Seqanswers Leaderboard Ad

Collapse

Announcement

Collapse
No announcement yet.
X
 
  • Filter
  • Time
  • Show
Clear All
new posts

  • Help with UMI (unique molecular identifiers) data processing

    I've been browsing different papers and publications and trying to figure out what's the best way to analyze data with UMIs.
    So far I have used GATK to do some analysis couple of times, but other than that I was mostly playing with alternative splicing analysis so I'm rather new to this CNV calling with UMIs topic and area of research.
    What I would like to do is have the following design.

    adaptor-UMI-DNAlibraryINSERT-UMI-adaptor

    The UMIs will be 5 random bases on each side.

    I get the whole UMI thinking and analysis but what I haven't found yet is the software to do such analysis. I've seen few tools to mark/find UMIs and put them on the header of the fastq sequence but then what? How do you bin and get rid of the true PCR duplicates? Does Picard have a function for it? If I have to write my own code then I'm out of luck lol.

    I know Agilent supports UMIs with their Haloplex HS kits and their Surecall software that is mostly (from what I've heard) a nice GATK GUI.

    Any help and guidance would be much appreciated. Newbies have the right to learn too, right?

    Thank you in advance

  • #2
    Product described in web page below uses Molecular Indexing and the sequences are given in product manual.
    http://www.biooscientific.com/Next-G...x-qRNA-Seq-Kit

    They have described analysis step in a link in page below:
    http://www.biooscientific.com/Next-G...x-qRNA-Seq-Kit

    Comment


    • #3
      I am also interested to know about how to handle UMIs and remove duplicated reads based on UMIs.

      I am using modified primers to have amplicon pools.

      Which tools are there to mark/find UMIs and put them on the header of the fastq sequence? How could I then process the reads?

      I have tried looking around, but I could not find any good step-by-step explanation, even papers just mention that they do the analysis but do not explain how.

      Thanks!

      Comment


      • #4
        Molecular indexing

        Hi, you could try the script mentioned here:



        It's currently not working for me, but I'm in communication with the maintainer so I'll repost if I get everything working.

        Comment


        • #5
          A very simple approach would be to do a general de-duplification of the reads with BBTools (I have not used it for thispurpose but it should be better than our in house script) which will likely require a considerable memory. Then you should trim the 5 random bases.

          Comment


          • #6
            Thanks guys, I will check out the suggestions!

            Comment


            • #7
              I know this most is a few months old now, but you might like to try our UMI-tools package, which offers a range different algorithms for deduplicating UMI sequences.

              Comment


              • #8
                Originally posted by IanSudbery View Post
                I know this most is a few months old now, but you might like to try our UMI-tools package, which offers a range different algorithms for deduplicating UMI sequences.

                https://github.com/CGATOxford/UMI-tools
                Hi, thanks for this contribution..

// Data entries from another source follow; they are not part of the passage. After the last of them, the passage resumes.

//! Procedural tone backend
//!
//! Renders each pattern offline into a mono PCM buffer - no audio device or
//! sample files needed. The audio event is a sine ping whose gain starts at
//! the event volume and ramps exponentially toward silence, the same shape as
//! a wall-hit sound effect. The haptic transient becomes a single amplitude.

use std::collections::VecDeque;
use std::f32::consts::TAU;
use std::sync::{Arc, Mutex};

use super::engine::{FeedbackEngine, FeedbackError, PlayerHandle, StartTime};
use super::pattern::{FeedbackPattern, PatternEvent};
use crate::lerp;

/// Output sample rate (Hz)
pub const SAMPLE_RATE: u32 = 48_000;
/// Tone frequency at pitch offset 0 (Hz)
pub const BASE_FREQUENCY: f32 = 400.0;
/// Shortest ring-out, used at decay 0 (seconds)
pub const MIN_DECAY_WINDOW: f32 = 0.01;
/// Gain ratio treated as silence at the end of the ramp
const SILENCE_RATIO: f32 = 0.01;
/// Rendered summaries kept for inspection
const HISTORY_LEN: usize = 64;

/// What one started player produced
#[derive(Debug, Clone, Copy, PartialEq)]
pub struct ToneSummary {
    pub haptic_amplitude: f32,
    pub haptic_sharpness: f32,
    pub frequency: f32,
    pub volume: f32,
    pub decay_window: f32,
    pub samples: usize,
    pub peak: f32,
}

/// A rendered pattern
#[derive(Debug, Clone)]
pub struct Rendered {
    pub pcm: Vec<f32>,
    pub summary: ToneSummary,
}

/// Oscillator frequency for a pitch offset in octaves
pub fn pitch_to_frequency(pitch: f32) -> f32 {
    BASE_FREQUENCY * pitch.exp2()
}

/// Ring-out time for a decay parameter in [0, 1]
pub fn decay_window(decay: f32, duration: f32) -> f32 {
    lerp(MIN_DECAY_WINDOW, duration.max(MIN_DECAY_WINDOW), decay)
}

/// Render a pattern to PCM at [`SAMPLE_RATE`]
pub fn render(pattern: &FeedbackPattern) -> Rendered {
    let total = (pattern.duration() * SAMPLE_RATE as f32).ceil() as usize;
    let mut pcm = vec![0.0_f32; total];
    let mut summary = ToneSummary {
        haptic_amplitude: 0.0,
        haptic_sharpness: 0.0,
        frequency: 0.0,
        volume: 0.0,
        decay_window: 0.0,
        samples: total,
        peak: 0.0,
    };

    for event in &pattern.events {
        match *event {
            PatternEvent::HapticTransient {
                intensity, sharpness, ..
            } => {
                summary.haptic_amplitude = summary.haptic_amplitude.max(intensity);
                summary.haptic_sharpness = sharpness;
            }
            PatternEvent::AudioContinuous {
                time,
                duration,
                volume,
                pitch,
                decay,
            } => {
                let freq = pitch_to_frequency(pitch);
                let window = decay_window(decay, duration);
                // gain(t) = volume * SILENCE_RATIO^(t / window)
                let rate = SILENCE_RATIO.ln() / window;
                let start = (time * SAMPLE_RATE as f32) as usize;
                let len = (duration * SAMPLE_RATE as f32).ceil() as usize;
                for (i, sample) in pcm.iter_mut().skip(start).take(len).enumerate() {
                    let t = i as f32 / SAMPLE_RATE as f32;
                    let gain = if t < window { volume * (rate * t).exp() } else { 0.0 };
                    *sample += gain * (TAU * freq * t).sin();
                }
                summary.frequency = freq;
                summary.volume = volume;
                summary.decay_window = window;
            }
        }
    }

    summary.peak = pcm.iter().fold(0.0_f32, |m, s| m.max(s.abs()));
    Rendered { pcm, summary }
}

/// Offline [`FeedbackEngine`] that renders every started player
#[derive(Debug, Clone)]
pub struct ToneEngine {
    unavailable: Option<String>,
    running: bool,
    history: Arc<Mutex<VecDeque<ToneSummary>>>,
}

impl Default for ToneEngine {
    fn default() -> Self {
        Self::new()
    }
}

impl ToneEngine {
    pub fn new() -> Self {
        Self {
            unavailable: None,
            running: false,
            history: Arc::new(Mutex::new(VecDeque::with_capacity(HISTORY_LEN))),
        }
    }

    /// An engine whose every start fails, as on hardware without feedback
    pub fn unavailable(reason: impl Into<String>) -> Self {
        Self {
            unavailable: Some(reason.into()),
            ..Self::new()
        }
    }

    pub fn is_running(&self) -> bool {
        self.running
    }

    /// Most recent renders, oldest first
    pub fn history(&self) -> Vec<ToneSummary> {
        match self.history.lock() {
            Ok(h) => h.iter().copied().collect(),
            Err(poisoned) => poisoned.into_inner().iter().copied().collect(),
        }
    }
}

impl FeedbackEngine for ToneEngine {
    type Player = TonePlayer;

    fn start(&mut self) -> Result<(), FeedbackError> {
        if let Some(reason) = &self.unavailable {
            return Err(FeedbackError::EngineUnavailable(reason.clone()));
        }
        self.running = true;
        Ok(())
    }

    fn stop(&mut self) {
        self.running = false;
    }

    fn create_player(&mut self, pattern: &FeedbackPattern) -> Result<TonePlayer, FeedbackError> {
        if !self.running {
            return Err(FeedbackError::EngineUnavailable("tone engine is not running".into()));
        }
        if pattern.events.is_empty() {
            return Err(FeedbackError::PatternCreation("empty pattern".into()));
        }
        Ok(TonePlayer {
            pattern: pattern.clone(),
            history: Arc::clone(&self.history),
        })
    }
}

/// A pattern waiting to be rendered
#[derive(Debug)]
pub struct TonePlayer {
    pattern: FeedbackPattern,
    history: Arc<Mutex<VecDeque<ToneSummary>>>,
}

impl PlayerHandle for TonePlayer {
    fn start(&mut self, at: StartTime) -> Result<(), FeedbackError> {
        if let StartTime::At(t) = at {
            if !t.is_finite() {
                return Err(FeedbackError::Playback(format!("invalid start time {t}")));
            }
        }
        let rendered = render(&self.pattern);
        let s = rendered.summary;
        log::debug!(
            "Tone: haptic {:.2} (sharp {:.2}), {:.0} Hz at {:.2}, ring {:.0} ms, peak {:.3}",
            s.haptic_amplitude,
            s.haptic_sharpness,
            s.frequency,
            s.volume,
            s.decay_window * 1000.0,
            s.peak
        );

        let mut history = self
            .history
            .lock()
            .map_err(|_| FeedbackError::Playback("render history poisoned".into()))?;
        if history.len() == HISTORY_LEN {
            history.pop_front();
        }
        history.push_back(s);
        Ok(())
    }
}
//! Playable feedback patterns
//!
//! A pattern is what an engine turns into a player. For a wall impact it is
//! always one haptic transient plus one short continuous audio event, both
//! starting at relative time 0.

use serde::{Deserialize, Serialize};

use super::engine::FeedbackError;
use super::mapper::PatternDescriptor;

/// Length of the audio event in a transient pattern (seconds)
pub const AUDIO_EVENT_DURATION: f32 = 0.1;

/// One event inside a pattern, timed relative to the pattern start
#[derive(Debug, Clone, Copy, PartialEq, Serialize, Deserialize)]
pub enum PatternEvent {
    HapticTransient {
        time: f32,
        intensity: f32,
        sharpness: f32,
    },
    AudioContinuous {
        time: f32,
        duration: f32,
        volume: f32,
        pitch: f32,
        decay: f32,
    },
}

impl PatternEvent {
    pub fn time(&self) -> f32 {
        match *self {
            PatternEvent::HapticTransient { time, .. } | PatternEvent::AudioContinuous { time, .. } => {
                time
            }
        }
    }

    /// When this event stops producing output, relative to pattern start
    pub fn end_time(&self) -> f32 {
        match *self {
            PatternEvent::HapticTransient { time, .. } => time,
            PatternEvent::AudioContinuous { time, duration, .. } => time + duration,
        }
    }
}

#[derive(Debug, Clone, PartialEq, Serialize, Deserialize)]
pub struct FeedbackPattern {
    pub events: Vec<PatternEvent>,
}

impl FeedbackPattern {
    /// Build the impact pattern for a descriptor.
    ///
    /// Fails with `PatternCreation` when a parameter is non-finite or out of
    /// range.
    pub fn transient(descriptor: &PatternDescriptor) -> Result<Self, FeedbackError> {
        if !descriptor.is_well_formed() {
            return Err(FeedbackError::PatternCreation(format!(
                "descriptor out of range: {descriptor:?}"
            )));
        }
        Ok(Self {
            events: vec![
                PatternEvent::HapticTransient {
                    time: 0.0,
                    intensity: descriptor.haptic_intensity,
                    sharpness: descriptor.haptic_sharpness,
                },
                PatternEvent::AudioContinuous {
                    time: 0.0,
                    duration: AUDIO_EVENT_DURATION,
                    volume: descriptor.audio_volume,
                    pitch: descriptor.audio_pitch,
                    decay: descriptor.audio_decay,
                },
            ],
        })
    }

    /// Time until the last event ends
    pub fn duration(&self) -> f32 {
        self.events.iter().map(PatternEvent::end_time).fold(0.0, f32::max)
    }

    pub fn haptic_events(&self) -> impl Iterator<Item = &PatternEvent> {
        self.events
            .iter()
            .filter(|e| matches!(e, PatternEvent::HapticTransient { .. }))
    }

    pub fn audio_events(&self) -> impl Iterator<Item = &PatternEvent> {
        self.events
            .iter()
            .filter(|e| matches!(e, PatternEvent::AudioContinuous { .. }))
    }
}
//! Time decay of unvisited open floor back into superposition.

use std::collections::BTreeMap;

use quantum_maze_core::{CellCoord, Event, Tile, TileGrid};

/// Remaining lifetime of every tracked open cell.
///
/// Backed by an ordered map so ticks revert cells in a deterministic order.
#[derive(Clone, Debug, Default)]
pub(crate) struct DecoherenceTable {
    ttl: BTreeMap<CellCoord, u32>,
}

impl DecoherenceTable {
    /// Advances every tracked cell by one turn.
    ///
    /// Cells within `protection_radius` of `player` are refreshed to
    /// `max_ttl`; every other tracked cell loses one turn and reverts to
    /// superposition once its lifetime runs out.
    pub(crate) fn tick(
        &mut self,
        grid: &mut TileGrid,
        player: CellCoord,
        max_ttl: u32,
        protection_radius: u32,
        out_events: &mut Vec<Event>,
    ) {
        for (cell, tile) in grid.iter() {
            if tile == Tile::Empty {
                let _ = self.ttl.entry(cell).or_insert(max_ttl);
            } else {
                let _ = self.ttl.remove(&cell);
            }
        }

        let mut expired = Vec::new();
        for (cell, ttl) in &mut self.ttl {
            if cell.manhattan_distance(player) <= protection_radius {
                *ttl = max_ttl;
                continue;
            }

            *ttl = ttl.saturating_sub(1);
            if *ttl == 0 {
                expired.push(*cell);
            }
        }

        for cell in expired {
            let _ = self.ttl.remove(&cell);
            if grid.is(cell, Tile::Empty) {
                let _ = grid.set(cell, Tile::Superposed);
                out_events.push(Event::CellDecohered { cell });
            }
        }
    }

    /// Remaining lifetime of a tracked cell.
    #[must_use]
    pub(crate) fn ttl(&self, cell: CellCoord) -> Option<u32> {
        self.ttl.get(&cell).copied()
    }
}

#[cfg(test)]
mod tests {
    use super::*;
    use quantum_maze_core::GridDimensions;

    fn corridor() -> TileGrid {
        let mut grid = TileGrid::bordered(GridDimensions::new(8, 3));
        for column in 1..7 {
            let _ = grid.set(CellCoord::new(column, 1), Tile::Empty);
        }
        grid
    }

    #[test]
    fn unprotected_floor_reverts_after_ttl_turns() {
        let mut grid = corridor();
        let mut table = DecoherenceTable::default();
        let mut events = Vec::new();
        let player = CellCoord::new(1, 1);
        let far = CellCoord::new(6, 1);

        table.tick(&mut grid, player, 2, 1, &mut events);
        assert_eq!(table.ttl(far), Some(1));
        assert!(grid.is(far, Tile::Empty));

        table.tick(&mut grid, player, 2, 1, &mut events);
        assert_eq!(table.ttl(far), None);
        assert!(grid.is(far, Tile::Superposed));
        assert!(events.contains(&Event::CellDecohered { cell: far }));
    }

    #[test]
    fn protected_floor_stays_at_max() {
        let mut grid = corridor();
        let mut table = DecoherenceTable::default();
        let mut events = Vec::new();
        let player = CellCoord::new(1, 1);
        let near = CellCoord::new(2, 1);

        for _ in 0..10 {
            table.tick(&mut grid, player, 3, 1, &mut events);
            assert_eq!(table.ttl(near), Some(3));
        }
        assert!(grid.is(near, Tile::Empty));
        assert!(grid.is(player, Tile::Empty));
    }

    #[test]
    fn entries_drop_when_cell_stops_being_floor() {
        let mut grid = corridor();
        let mut table = DecoherenceTable::default();
        let mut events = Vec::new();
        let cell = CellCoord::new(4, 1);

        table.tick(&mut grid, CellCoord::new(1, 1), 5, 0, &mut events);
        assert_eq!(table.ttl(cell), Some(4));

        let _ = grid.set(cell, Tile::Wall);
        table.tick(&mut grid, CellCoord::new(1, 1), 5, 0, &mut events);
        assert_eq!(table.ttl(cell), None);
        assert!(grid.is(cell, Tile::Wall));
    }
}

                I'm reading the code, and this is what it looks like to me, but am I correct in saying that this script would correctly deduplicate splice-aware mappings ? i.e. reads that jump across splice boundaries are handled correctly?

                Comment


                • #9
                  Originally posted by danwiththeplan View Post
                  Hi, thanks for this contribution..

                  I'm reading the code, and this is what it looks like to me, but am I correct in saying that this script would correctly deduplicate splice-aware mappings ? i.e. reads that jump across splice boundaries are handled correctly?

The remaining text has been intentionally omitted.